= Dubravka Lakić =

Serbian film critic

Dubravka Lakić (Дубравка Лакић) is a Serbian film critic who has been writing for the Politika daily newspaper since 1989. She is a member of the European Film Academy (EFA), a member of the Executive Board of the Federation of Film Critics of Europe and the Mediterranean (FEDEORA), a member of the International Federation of Film Critics (FIPRESCI), a selector of the international program of the Cinema City IFF in Novi Sad, a member of the Board of the Belgrade documentary film festival Beldocs and a member of the Board of the Serbian Film Center.

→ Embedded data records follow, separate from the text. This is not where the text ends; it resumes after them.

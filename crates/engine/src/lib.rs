//! Bulk inventory operation engine.
//!
//! Applies a validated [`OperationRequest`](stockpile_core::bulk_operation::OperationRequest)
//! record by record through an injected [`RecordStore`], reporting progress
//! to an injected [`ProgressSink`] and returning a
//! [`BatchResult`](stockpile_core::bulk_operation::BatchResult).
//!
//! - [`BulkOperationEngine`]: sequential best-effort batch executor.
//! - [`RecordStore`]: the data-access collaborator.
//! - [`MemoryRecordStore`]: in-process store for tests and the runner.
//! - [`EngineConfig`]: limits loaded from the environment.

pub mod config;
pub mod engine;
pub mod error;
pub mod memory;
pub mod progress;
pub mod store;

pub use config::EngineConfig;
pub use engine::BulkOperationEngine;
pub use error::EngineError;
pub use memory::MemoryRecordStore;
pub use progress::{NoopProgress, ProgressSink};
pub use store::{RecordStore, StoreError};
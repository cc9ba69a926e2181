use stockpile_core::bulk_operation::MAX_BATCH_SIZE;

/// Engine configuration loaded from environment variables.
#[derive(Debug, Clone)]
pub struct EngineConfig {
    /// Largest selection a single bulk operation may touch.
    pub max_batch_size: usize,
}

impl EngineConfig {
    /// Load configuration from environment variables with defaults.
    ///
    /// | Env Var               | Default |
    /// |-----------------------|---------|
    /// | `BULK_MAX_BATCH_SIZE` | `1000`  |
    ///
    /// Unparseable or zero values fall back to the default with a warning.
    pub fn from_env() -> Self {
        let max_batch_size = match std::env::var("BULK_MAX_BATCH_SIZE") {
            Ok(raw) => match raw.trim().parse::<usize>() {
                Ok(n) if n > 0 => n,
                _ => {
                    tracing::warn!(
                        value = %raw,
                        default = MAX_BATCH_SIZE,
                        "BULK_MAX_BATCH_SIZE must be a positive integer, using default",
                    );
                    MAX_BATCH_SIZE
                }
            },
            Err(_) => MAX_BATCH_SIZE,
        };

        Self { max_batch_size }
    }
}

impl Default for EngineConfig {
    fn default() -> Self {
        Self {
            max_batch_size: MAX_BATCH_SIZE,
        }
    }
}
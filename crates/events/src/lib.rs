//! Stockpile event bus and bulk operation notifications.
//!
//! - [`EventBus`]: in-process publish/subscribe hub backed by
//!   `tokio::sync::broadcast`.
//! - [`InventoryEvent`]: the domain event envelope.
//! - [`BusProgressSink`]: the notifier the bulk engine reports to; turns
//!   progress and batch results into events for whatever UI is listening.

pub mod bus;
pub mod notifier;

pub use bus::{EventBus, InventoryEvent};
pub use notifier::{publish_batch_result, publish_rejected, BusProgressSink};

Born in Belgrade, Dubravka graduated in journalism at the Faculty of Political Sciences, University of Belgrade in 1983, she started her career in 1982 on Radio Belgrade. From 1995 to 1997, she worked in RTV Politika where she was the creator of a film show called "In Media Res", and from 2000 to 2004 another called "Kino-Klub".

==International career==
Aside from her film criticism, she has been a member of the FIPRESCI award jury at the Cannes, Berlin, Venice, San Sebastian and Thessaloniki film festivals.

==Festivals==
In Serbia, she is known as the founder of the European concept program of the Palić Film Festival, where she was a selector (2005, 2006 and 2007) and founded the Tolerance Award for the Best Film of Eastern Europe. She was a long-time member of the Board of FEST, and founder of the Eritrocit Award for the best European film.

==Bibliography==
- Monografija 35. FEST, FEST, Belgrade, 1995
- FILM&VIDEO Studije Polemike Ogledi Razgovori, Belgrade, 1997
- Uvećanje - Majstori moderne režije, Institut za film/Prometej, Novi Sad, 1998
- Introducing Youth, FCS, Belgrade, 2008
- Goran Paskalević, 50. TFIF, Thessaloniki, 2009
- Dorota Keđežavska: poljska rediteljka i pisac, CCIFF, Novi Sad, 2011
- Andreas Drezen: nemački reditelj, CCIFF, Novi Sad, 2012

==Awards==
In 1998 Dubravka Lakić was awarded the Golden badge of the Cultural and Educational Community of Serbia for her contribution to Serbian cinematography, and she won the Golden "Beočug" (2002).